THE PROBLEM:
Can you find the lines of the listing that include "level" and copy every one?
Content starts
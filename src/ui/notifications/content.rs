// SPDX-License-Identifier: MPL-2.0
//! Toast payload rendered by the display layer.

use crate::config::Config;
use crate::queue::ToastOptions;
use crate::ui::design_tokens::palette;
use iced::Color;

/// Severity level determines the accent color, icon and dismissal policy.
#[derive(Debug, Clone, Copy, PartialEq, Eq, Default)]
pub enum Severity {
    /// Operation completed successfully (green).
    #[default]
    Success,
    /// Informational message (blue).
    Info,
    /// Warning that doesn't block operation (orange).
    Warning,
    /// Error requiring attention (red, manual dismiss).
    Error,
}

impl Severity {
    /// Returns the accent color for this severity level.
    #[must_use]
    pub fn color(self) -> Color {
        match self {
            Severity::Success => palette::SUCCESS_500,
            Severity::Info => palette::INFO_500,
            Severity::Warning => palette::WARNING_500,
            Severity::Error => palette::ERROR_500,
        }
    }

    /// Glyph shown at the start of the toast card.
    #[must_use]
    pub fn glyph(self) -> &'static str {
        match self {
            Severity::Success => "✔",
            Severity::Info => "ℹ",
            Severity::Warning | Severity::Error => "⚠",
        }
    }

    /// Errors stay on screen until the user closes them.
    #[must_use]
    pub fn is_persistent(self) -> bool {
        matches!(self, Severity::Error)
    }

    /// Enqueue options for this severity under the given settings.
    #[must_use]
    pub fn toast_options(self, config: &Config) -> ToastOptions {
        if self.is_persistent() {
            ToastOptions::default()
        } else {
            config.default_toast_options()
        }
    }
}

/// Title and description of a toast.
#[derive(Debug, Clone, PartialEq, Eq)]
pub struct ToastContent {
    pub title: String,
    pub description: String,
    pub severity: Severity,
}

impl ToastContent {
    /// Creates a success toast.
    pub fn new(title: impl Into<String>, description: impl Into<String>) -> Self {
        Self {
            title: title.into(),
            description: description.into(),
            severity: Severity::default(),
        }
    }

    pub fn success(title: impl Into<String>, description: impl Into<String>) -> Self {
        Self::new(title, description)
    }

    pub fn info(title: impl Into<String>, description: impl Into<String>) -> Self {
        Self::new(title, description).with_severity(Severity::Info)
    }

    pub fn warning(title: impl Into<String>, description: impl Into<String>) -> Self {
        Self::new(title, description).with_severity(Severity::Warning)
    }

    pub fn error(title: impl Into<String>, description: impl Into<String>) -> Self {
        Self::new(title, description).with_severity(Severity::Error)
    }

    #[must_use]
    pub fn with_severity(mut self, severity: Severity) -> Self {
        self.severity = severity;
        self
    }
}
Content ends
ANSWER SPACE:
/// Severity level determines the accent color, icon and dismissal policy.
    /// Returns the accent color for this severity level.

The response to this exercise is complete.